**TASK GOAL**:
When the word "other" appears in a line of the data below, list that line.

**MATERIAL TO PROCESS**:
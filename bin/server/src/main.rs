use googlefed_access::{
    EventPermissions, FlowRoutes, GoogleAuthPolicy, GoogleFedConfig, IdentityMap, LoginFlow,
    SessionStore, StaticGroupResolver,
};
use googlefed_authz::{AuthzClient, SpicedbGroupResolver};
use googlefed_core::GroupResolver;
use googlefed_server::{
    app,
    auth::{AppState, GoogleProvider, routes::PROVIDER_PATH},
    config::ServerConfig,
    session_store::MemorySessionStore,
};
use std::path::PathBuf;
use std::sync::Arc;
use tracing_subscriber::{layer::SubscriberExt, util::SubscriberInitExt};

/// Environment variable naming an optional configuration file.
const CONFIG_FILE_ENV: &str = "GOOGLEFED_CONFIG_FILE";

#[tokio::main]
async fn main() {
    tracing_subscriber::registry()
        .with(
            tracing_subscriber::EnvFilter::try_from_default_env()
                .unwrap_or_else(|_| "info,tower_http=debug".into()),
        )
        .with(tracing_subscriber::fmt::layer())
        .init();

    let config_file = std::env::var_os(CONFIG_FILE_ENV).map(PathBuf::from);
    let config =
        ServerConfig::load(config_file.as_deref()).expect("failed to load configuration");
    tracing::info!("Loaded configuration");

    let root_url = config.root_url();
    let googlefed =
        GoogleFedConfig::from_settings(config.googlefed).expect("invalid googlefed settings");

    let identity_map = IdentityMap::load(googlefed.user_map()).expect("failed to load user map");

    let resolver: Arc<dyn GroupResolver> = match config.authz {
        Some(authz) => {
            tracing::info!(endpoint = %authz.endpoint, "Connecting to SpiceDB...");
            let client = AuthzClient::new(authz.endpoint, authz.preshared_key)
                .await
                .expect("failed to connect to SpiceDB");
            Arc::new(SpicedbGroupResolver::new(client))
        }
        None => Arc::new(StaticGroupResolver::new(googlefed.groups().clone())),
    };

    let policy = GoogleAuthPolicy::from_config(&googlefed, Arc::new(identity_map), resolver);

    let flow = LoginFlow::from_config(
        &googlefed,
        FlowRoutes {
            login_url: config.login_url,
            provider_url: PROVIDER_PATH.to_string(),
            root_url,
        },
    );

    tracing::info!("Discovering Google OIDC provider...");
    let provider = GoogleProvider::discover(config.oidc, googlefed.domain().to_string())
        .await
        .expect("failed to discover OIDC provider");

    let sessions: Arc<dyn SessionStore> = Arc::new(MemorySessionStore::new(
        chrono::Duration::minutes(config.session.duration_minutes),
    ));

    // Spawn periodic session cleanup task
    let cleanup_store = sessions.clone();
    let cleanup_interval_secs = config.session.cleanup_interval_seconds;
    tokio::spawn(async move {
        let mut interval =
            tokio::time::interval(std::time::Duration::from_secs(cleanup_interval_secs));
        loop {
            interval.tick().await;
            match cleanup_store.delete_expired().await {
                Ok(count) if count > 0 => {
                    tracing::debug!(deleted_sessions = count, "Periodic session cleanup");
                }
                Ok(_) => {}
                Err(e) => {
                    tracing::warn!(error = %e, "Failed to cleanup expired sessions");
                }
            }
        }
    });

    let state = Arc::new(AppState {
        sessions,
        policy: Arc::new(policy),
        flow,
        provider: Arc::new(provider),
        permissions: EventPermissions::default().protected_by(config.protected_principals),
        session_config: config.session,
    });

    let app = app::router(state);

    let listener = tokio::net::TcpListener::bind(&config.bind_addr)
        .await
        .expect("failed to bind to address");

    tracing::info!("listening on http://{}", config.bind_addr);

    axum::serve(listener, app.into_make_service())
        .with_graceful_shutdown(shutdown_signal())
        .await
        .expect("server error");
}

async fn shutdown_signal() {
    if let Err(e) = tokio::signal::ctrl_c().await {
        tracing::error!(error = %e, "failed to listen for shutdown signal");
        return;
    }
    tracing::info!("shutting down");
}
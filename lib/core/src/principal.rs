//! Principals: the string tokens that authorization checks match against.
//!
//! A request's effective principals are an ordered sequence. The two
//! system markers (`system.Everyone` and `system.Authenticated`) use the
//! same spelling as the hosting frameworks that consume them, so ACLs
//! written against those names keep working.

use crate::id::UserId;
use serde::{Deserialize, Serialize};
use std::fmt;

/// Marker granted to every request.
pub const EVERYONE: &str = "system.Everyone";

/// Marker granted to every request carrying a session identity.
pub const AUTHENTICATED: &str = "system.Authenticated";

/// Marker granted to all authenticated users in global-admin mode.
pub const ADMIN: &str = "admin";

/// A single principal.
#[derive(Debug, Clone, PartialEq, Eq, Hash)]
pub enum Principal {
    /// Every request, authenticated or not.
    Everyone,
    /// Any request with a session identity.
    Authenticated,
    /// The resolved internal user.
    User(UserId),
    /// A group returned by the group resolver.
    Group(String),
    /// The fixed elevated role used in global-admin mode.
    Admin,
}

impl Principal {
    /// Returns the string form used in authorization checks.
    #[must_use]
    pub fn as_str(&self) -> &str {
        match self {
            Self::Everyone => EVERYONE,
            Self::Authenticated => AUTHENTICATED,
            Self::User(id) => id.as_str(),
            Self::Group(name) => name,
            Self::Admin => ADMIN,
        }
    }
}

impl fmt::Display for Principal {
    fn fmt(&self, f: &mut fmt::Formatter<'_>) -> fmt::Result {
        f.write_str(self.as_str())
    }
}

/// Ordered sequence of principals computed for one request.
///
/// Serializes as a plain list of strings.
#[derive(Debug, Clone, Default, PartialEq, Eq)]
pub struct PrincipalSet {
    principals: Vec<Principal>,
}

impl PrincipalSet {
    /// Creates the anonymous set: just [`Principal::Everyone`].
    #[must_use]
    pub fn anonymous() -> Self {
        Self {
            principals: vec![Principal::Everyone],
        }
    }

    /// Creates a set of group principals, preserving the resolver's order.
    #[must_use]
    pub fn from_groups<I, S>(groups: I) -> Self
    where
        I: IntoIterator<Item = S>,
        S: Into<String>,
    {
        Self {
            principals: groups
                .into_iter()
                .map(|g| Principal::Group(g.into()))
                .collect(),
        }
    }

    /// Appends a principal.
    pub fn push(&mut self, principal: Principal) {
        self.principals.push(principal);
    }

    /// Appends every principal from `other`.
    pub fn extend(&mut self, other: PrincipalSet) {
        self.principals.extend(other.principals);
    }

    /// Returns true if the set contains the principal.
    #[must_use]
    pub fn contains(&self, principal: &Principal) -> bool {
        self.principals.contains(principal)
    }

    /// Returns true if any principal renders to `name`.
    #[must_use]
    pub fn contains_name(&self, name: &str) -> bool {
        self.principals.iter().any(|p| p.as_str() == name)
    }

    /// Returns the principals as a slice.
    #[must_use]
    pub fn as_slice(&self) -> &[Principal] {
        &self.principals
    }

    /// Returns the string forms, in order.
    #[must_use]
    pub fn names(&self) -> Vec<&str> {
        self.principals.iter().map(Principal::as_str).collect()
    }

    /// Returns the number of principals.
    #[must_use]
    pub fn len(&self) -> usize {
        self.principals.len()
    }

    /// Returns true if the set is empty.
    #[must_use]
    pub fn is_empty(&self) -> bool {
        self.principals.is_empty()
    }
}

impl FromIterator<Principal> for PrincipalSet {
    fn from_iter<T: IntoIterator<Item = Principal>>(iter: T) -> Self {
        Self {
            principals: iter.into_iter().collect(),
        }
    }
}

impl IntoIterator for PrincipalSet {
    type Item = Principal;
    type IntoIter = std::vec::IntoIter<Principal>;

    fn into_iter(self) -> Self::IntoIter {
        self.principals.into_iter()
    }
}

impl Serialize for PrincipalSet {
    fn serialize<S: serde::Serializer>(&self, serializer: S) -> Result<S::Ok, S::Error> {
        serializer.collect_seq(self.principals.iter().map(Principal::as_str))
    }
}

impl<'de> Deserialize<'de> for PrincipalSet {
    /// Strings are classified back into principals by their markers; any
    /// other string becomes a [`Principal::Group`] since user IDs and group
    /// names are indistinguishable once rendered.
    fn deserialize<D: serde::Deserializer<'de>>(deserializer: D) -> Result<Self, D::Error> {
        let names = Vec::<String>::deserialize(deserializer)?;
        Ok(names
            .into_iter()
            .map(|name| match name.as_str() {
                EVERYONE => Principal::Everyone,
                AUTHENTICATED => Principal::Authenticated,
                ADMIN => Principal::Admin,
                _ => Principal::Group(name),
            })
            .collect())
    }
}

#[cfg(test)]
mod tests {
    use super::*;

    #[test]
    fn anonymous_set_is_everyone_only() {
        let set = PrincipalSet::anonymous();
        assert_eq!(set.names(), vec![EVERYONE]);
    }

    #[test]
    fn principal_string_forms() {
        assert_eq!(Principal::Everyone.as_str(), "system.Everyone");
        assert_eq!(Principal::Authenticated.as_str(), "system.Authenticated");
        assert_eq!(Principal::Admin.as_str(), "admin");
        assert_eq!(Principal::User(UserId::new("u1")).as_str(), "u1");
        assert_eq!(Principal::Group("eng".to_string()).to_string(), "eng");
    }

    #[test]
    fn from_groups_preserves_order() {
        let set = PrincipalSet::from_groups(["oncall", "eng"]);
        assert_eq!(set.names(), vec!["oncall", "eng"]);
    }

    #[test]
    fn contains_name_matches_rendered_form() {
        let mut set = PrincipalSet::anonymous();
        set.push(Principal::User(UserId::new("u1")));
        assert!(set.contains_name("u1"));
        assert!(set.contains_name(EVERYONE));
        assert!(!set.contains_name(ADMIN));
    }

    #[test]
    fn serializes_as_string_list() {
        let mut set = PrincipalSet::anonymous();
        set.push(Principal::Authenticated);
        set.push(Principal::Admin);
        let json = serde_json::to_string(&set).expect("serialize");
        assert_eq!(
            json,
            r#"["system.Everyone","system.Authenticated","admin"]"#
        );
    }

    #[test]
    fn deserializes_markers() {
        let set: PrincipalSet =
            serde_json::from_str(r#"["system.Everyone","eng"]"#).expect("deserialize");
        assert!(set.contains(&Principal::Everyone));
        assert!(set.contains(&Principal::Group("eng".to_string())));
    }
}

---

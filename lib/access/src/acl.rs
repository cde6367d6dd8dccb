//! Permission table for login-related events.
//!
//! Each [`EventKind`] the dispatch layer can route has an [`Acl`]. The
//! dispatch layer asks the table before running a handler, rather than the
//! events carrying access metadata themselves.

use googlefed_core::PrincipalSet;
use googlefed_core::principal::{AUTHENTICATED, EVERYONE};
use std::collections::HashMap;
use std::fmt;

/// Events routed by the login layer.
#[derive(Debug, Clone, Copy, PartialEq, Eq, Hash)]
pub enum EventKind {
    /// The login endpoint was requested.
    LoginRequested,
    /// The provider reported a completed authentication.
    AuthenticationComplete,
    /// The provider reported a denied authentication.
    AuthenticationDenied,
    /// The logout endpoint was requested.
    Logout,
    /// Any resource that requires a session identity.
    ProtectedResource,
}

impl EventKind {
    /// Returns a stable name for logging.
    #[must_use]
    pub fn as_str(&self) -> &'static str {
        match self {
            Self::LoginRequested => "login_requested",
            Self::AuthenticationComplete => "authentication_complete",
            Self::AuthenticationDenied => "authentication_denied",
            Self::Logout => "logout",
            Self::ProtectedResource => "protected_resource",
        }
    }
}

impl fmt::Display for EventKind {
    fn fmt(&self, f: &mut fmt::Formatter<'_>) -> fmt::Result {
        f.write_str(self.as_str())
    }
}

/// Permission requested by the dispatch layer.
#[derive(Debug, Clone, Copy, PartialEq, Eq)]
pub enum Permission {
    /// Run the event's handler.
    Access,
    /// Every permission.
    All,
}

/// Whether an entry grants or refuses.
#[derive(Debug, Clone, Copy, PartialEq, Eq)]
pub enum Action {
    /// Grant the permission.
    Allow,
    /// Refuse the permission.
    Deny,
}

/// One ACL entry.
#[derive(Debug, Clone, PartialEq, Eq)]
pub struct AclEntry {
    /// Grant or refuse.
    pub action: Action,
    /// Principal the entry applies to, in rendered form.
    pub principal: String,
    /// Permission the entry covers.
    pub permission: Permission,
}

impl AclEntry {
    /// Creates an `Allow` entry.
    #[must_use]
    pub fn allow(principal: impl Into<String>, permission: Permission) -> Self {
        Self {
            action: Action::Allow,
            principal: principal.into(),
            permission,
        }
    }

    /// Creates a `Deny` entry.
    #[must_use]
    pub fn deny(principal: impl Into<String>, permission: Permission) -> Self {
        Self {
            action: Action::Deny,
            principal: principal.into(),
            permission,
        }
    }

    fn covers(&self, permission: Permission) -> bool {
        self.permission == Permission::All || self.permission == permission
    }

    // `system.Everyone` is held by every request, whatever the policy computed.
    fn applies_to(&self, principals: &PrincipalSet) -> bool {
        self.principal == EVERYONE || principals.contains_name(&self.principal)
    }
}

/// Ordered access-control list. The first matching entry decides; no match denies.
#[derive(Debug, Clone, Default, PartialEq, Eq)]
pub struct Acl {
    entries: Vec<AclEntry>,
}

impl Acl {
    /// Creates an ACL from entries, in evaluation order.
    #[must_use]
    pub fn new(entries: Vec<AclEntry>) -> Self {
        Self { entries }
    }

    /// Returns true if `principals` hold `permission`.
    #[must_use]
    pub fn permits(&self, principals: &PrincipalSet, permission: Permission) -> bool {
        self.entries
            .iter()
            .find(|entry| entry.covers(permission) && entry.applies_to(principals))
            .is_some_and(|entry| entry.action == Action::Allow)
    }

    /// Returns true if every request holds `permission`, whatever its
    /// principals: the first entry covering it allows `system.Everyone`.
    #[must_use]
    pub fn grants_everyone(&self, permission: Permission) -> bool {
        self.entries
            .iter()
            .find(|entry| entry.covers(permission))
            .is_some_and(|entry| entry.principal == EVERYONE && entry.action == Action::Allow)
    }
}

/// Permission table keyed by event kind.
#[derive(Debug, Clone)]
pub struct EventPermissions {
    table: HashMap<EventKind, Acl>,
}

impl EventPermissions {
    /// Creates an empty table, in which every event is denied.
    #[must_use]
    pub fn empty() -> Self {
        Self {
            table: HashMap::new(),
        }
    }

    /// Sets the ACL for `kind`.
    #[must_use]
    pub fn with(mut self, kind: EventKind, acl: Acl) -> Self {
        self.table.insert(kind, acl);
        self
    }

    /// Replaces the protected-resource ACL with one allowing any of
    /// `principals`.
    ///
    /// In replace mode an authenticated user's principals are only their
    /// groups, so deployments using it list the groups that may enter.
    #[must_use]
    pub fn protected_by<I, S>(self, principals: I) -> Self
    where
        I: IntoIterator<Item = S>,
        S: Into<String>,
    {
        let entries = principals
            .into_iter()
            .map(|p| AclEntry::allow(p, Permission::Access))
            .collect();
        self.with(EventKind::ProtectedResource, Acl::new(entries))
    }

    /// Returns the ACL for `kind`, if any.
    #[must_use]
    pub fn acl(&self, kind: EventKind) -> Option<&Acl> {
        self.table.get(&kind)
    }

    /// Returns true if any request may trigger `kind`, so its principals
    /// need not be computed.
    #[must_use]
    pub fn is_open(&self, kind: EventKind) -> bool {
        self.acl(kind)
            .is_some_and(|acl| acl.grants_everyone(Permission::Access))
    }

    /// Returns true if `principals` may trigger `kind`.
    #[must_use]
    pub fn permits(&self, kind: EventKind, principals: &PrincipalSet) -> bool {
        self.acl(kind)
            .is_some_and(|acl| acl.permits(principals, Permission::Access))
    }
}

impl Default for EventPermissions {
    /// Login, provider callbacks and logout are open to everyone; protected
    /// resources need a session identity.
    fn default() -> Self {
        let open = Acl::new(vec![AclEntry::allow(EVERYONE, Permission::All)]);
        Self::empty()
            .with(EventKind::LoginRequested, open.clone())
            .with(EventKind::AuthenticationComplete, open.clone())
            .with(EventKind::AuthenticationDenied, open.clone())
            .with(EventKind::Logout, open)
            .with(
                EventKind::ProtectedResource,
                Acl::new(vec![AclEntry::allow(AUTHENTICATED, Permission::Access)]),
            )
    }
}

**ANSWER BOX**:
    /// Appends every principal from `other`.
    pub fn extend(&mut self, other: PrincipalSet) {
        self.principals.extend(other.principals);
    /// other string becomes a [`Principal::Group`] since user IDs and group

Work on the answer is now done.